Boobs v. Butt is a false dichotomy insofar as it maintains that every dude explicitly values one above the other in his choice of partners; more likely, he derives pleasure from both. Then there is the problem of implicit blame for women, based solely on figure. Are we saying a woman who shows cleavage is signaling to Republican males, or advancing a reactionary worldview? Seems a tad harsh.

If you were to countenance the existence of “boob guy” as an archetype (acknowledging, of course, the lesbian and queer erasure here), we still don’t have a solid rubric for him.
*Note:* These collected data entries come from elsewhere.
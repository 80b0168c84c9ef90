fn main() {
    // This build script helps with documentation generation on docs.rs
    
    // Set cfg flags for docs.rs
    if std::env::var("DOCS_RS").is_ok() {
        // This tells rustdoc to show documentation for all features
        println!("cargo:rustc-cfg=docsrs");
    }
}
Often he is presumed to favor large tits, although it’s conceivable that a boob guy might prefer them smaller, or to be a certain shape or proportion, or to meet some idealized aesthetic he carries around in his head. There’s evidence that symmetry is the desirable trait, in which case all you can assert about the boob guy is that he appreciates breasts that look nice, and, well, who doesn’t?

Another line of thinking may hold that by fixating on mammaries, a man automatically casts a woman in the maternal role — the subservient 1950s housewife of the Bible-thumping GOP’s wet dreams. Yet a penchant for curvy ass is at least as retrograde, since it recalls a distant point in our evolution “before face-to-face sex became standard  —  back when our female ancestors’ sexual signaling was optimized for rear mounting.” Not exactly progressive. 

How, then, did we get here? Trump may have tarnished boobs’ reputation by having a tryst with the ample-chested Stormy Daniels, but that alone wouldn’t explain it. A larger, tectonic shift in the culture began in 2013-2014, when ass-eating suddenly made the leap to the heterosexual mainstream. Twerking, pioneered in the 1980s, had its massive comeback, and adventurous assplay turned into a staple subject of music, movies and TV.

The final Obama years also gave us the rise of the New Online Left, an irony-saturated progressive movement weary of neoliberalism, seeking revolution; they embraced butt stuff along with everything else that registered as next-wave cool. The ass is egalitarian and inclusive — everyone has one — and its excretory function adds a punk element to its erotic appeal. To be a young socialist is, for many, to reject the centrism of Democrat parents, and ass worship is a pivot from the middle-class domestic values they grew up with. Breasts, meanwhile, outrageously augmented in the Clinton 1990s, came to represent backwards priorities. They were, quite simply, passé.

Those who lived through the turn of the millennium and the aughts cannot help but remember a contrary zeitgeist: In that era, for straight society, the butt was no radical leftist symbol, and instead the focus of degenerate frat boys who viewed anal sex as a holy grail, to be achieved by any nefarious means. The 2006 bestseller I Hope They Serve Beer in Hell, by Tucker Max, is a primary document of how boorish white-collar men fantasized on women’s asses as ripe for conquest — and “getting ass” in general as a primary mode of domination. But fashion (including bedroom habits) is cyclical, and here in 2020, the ass has been rebranded as a zone of liberation, rule-breaking and heroic hedonism. That’s well and good for the fundament, but it doesn’t mean boobs acquire the opposite character. For all their temptation, tits are innocent.    

Let us remember that before we cast stones at men who would dare to admire them — or, god forbid, anyone who has them. It is symptomatic of this polarized moment that we would elevate the sophomoric debate of Butts v. Boobs to the theater of toxic politics. Is nothing sacred? Must we succumb to a forced tribalism in every aspect of our being?

I won’t stand for it, and neither should you. Boob guys are not the enemy. Before you know it, the script will flip again, and it might be ass guys who are vilified. Tale as old as time, my friend. Yet if we put these arguments aside, and aim for solidarity, there’s no telling how bright and horny the future will be.